▸ Your task
Retrieve every line of the data holding the word "debug".

▸ Source material

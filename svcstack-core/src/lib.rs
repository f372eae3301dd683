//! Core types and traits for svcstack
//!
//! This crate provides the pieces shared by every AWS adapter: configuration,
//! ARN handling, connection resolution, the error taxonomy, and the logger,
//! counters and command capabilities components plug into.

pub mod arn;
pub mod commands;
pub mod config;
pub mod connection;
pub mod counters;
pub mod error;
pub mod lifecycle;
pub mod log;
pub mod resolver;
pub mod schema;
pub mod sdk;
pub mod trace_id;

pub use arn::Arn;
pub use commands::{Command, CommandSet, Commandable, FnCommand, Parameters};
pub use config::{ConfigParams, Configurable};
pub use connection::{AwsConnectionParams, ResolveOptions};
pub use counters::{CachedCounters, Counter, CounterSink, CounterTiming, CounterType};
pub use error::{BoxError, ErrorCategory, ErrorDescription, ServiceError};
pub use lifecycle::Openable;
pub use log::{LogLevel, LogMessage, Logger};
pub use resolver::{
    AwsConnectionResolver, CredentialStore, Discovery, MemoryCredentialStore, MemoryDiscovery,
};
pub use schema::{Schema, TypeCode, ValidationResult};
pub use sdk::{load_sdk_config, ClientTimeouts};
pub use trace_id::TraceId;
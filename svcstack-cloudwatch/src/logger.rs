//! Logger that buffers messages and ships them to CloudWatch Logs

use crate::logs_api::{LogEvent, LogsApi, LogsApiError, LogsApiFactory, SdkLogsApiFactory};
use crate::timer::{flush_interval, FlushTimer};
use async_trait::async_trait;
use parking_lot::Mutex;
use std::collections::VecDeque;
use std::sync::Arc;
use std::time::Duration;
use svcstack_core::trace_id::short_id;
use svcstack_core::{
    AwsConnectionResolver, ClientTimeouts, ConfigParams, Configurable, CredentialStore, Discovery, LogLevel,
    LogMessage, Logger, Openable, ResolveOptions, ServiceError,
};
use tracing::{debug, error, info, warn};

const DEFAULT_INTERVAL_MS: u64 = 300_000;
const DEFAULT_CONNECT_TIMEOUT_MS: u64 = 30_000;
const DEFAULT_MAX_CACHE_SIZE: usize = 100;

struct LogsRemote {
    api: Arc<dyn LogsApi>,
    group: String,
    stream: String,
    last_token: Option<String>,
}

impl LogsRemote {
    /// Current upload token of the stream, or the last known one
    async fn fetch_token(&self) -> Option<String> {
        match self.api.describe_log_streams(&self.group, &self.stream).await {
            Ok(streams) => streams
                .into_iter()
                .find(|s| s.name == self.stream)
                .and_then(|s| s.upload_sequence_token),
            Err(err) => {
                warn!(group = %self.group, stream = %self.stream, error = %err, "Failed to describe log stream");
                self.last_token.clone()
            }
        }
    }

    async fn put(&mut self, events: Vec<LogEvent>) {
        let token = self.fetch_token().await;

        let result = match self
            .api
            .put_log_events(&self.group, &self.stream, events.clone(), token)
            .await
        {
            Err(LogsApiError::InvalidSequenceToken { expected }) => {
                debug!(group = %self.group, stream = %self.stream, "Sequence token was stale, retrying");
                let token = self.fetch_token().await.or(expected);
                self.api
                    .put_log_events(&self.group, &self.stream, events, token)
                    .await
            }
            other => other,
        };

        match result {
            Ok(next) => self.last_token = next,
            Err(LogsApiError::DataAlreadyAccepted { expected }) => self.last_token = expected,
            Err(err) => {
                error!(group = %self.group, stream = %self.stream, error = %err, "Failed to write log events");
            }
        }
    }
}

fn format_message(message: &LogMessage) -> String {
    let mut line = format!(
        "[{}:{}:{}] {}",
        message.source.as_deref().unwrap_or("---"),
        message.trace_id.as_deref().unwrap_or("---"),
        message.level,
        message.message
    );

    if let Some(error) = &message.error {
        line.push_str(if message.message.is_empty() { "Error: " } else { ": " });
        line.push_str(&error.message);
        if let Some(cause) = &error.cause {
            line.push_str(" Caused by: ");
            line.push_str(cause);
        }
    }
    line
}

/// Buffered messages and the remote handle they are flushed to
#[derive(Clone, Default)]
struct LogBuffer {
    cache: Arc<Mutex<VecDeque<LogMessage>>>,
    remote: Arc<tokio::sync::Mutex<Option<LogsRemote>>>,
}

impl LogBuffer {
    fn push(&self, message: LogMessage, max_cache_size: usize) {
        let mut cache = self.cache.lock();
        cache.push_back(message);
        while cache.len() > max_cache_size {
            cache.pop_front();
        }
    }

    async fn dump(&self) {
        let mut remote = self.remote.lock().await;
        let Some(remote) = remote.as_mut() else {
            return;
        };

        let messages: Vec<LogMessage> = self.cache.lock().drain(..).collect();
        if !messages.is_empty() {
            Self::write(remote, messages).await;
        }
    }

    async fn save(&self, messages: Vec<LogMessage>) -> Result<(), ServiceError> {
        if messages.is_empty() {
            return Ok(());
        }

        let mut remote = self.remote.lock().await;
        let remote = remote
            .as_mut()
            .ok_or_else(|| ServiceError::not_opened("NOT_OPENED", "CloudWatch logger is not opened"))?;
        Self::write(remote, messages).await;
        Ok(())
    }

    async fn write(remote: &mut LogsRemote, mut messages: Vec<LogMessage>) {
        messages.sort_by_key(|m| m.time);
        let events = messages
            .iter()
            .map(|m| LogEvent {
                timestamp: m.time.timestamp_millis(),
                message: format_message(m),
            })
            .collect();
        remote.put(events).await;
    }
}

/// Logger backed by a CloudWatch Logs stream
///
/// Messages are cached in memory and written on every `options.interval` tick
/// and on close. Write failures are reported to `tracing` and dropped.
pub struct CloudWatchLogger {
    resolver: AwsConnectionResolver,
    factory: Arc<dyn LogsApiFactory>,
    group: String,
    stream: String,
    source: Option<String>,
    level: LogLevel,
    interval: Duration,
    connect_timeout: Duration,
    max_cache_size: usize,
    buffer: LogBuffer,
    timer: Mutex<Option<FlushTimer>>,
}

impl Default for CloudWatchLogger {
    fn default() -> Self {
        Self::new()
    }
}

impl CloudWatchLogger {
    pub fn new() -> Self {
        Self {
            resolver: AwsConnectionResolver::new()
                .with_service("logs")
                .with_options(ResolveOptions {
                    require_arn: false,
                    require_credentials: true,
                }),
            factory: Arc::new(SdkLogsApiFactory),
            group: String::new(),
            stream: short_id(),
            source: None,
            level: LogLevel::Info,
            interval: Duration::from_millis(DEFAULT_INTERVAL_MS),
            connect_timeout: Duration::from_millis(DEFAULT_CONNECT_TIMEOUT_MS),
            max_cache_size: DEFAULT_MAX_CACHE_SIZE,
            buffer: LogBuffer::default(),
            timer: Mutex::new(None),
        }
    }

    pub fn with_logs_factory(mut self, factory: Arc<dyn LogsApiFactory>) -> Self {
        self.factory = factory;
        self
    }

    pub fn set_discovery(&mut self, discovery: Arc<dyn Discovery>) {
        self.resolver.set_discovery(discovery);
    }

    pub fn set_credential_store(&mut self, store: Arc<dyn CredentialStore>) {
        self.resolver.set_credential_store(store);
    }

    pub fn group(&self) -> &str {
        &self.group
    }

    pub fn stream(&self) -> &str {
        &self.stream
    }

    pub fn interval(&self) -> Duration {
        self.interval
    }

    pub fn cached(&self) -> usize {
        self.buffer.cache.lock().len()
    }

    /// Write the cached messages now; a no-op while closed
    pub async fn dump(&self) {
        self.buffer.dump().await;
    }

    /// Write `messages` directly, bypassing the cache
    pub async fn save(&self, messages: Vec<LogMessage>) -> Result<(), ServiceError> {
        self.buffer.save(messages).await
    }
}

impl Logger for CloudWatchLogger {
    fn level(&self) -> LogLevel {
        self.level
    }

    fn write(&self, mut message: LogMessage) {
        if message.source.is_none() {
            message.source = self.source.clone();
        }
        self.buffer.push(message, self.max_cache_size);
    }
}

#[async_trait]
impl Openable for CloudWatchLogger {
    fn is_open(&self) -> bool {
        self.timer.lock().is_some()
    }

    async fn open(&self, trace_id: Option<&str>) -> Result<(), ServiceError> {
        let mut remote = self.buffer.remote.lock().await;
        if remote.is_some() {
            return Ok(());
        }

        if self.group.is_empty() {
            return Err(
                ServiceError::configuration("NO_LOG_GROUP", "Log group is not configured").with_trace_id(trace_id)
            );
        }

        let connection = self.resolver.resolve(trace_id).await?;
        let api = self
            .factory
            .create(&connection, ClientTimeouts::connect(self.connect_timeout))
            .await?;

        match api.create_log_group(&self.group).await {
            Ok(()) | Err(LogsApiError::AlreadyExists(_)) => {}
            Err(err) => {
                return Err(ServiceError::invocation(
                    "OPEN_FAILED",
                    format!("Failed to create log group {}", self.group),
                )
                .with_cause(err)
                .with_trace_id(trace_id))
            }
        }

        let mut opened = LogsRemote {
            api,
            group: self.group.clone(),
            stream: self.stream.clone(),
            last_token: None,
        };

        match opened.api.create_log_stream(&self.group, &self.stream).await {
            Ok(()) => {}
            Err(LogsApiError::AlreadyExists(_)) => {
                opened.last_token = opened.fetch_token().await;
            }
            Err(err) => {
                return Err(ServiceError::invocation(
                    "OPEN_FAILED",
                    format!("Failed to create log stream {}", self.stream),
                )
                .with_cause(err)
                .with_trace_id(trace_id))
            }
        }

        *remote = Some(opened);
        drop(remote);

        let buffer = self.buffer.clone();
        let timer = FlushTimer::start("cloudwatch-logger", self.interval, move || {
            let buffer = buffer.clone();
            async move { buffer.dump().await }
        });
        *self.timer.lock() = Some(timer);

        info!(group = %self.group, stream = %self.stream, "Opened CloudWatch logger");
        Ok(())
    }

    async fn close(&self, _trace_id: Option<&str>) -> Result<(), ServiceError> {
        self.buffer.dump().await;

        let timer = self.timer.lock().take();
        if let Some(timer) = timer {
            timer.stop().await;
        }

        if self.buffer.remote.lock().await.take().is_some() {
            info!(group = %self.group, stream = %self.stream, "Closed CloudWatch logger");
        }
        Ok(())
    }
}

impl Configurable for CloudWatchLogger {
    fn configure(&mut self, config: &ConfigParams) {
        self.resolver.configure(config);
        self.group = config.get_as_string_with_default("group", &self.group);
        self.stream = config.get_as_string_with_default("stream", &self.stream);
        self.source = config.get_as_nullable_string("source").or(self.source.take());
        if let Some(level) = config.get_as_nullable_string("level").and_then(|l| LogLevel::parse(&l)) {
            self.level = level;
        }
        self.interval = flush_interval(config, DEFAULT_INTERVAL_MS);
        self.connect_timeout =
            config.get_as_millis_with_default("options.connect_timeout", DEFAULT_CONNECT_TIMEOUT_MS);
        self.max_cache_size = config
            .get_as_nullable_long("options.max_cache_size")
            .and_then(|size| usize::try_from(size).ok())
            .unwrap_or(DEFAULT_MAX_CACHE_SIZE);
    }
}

▸ Result
use tracing::{debug, error, info, warn};
                debug!(group = %self.group, stream = %self.stream, "Sequence token was stale, retrying");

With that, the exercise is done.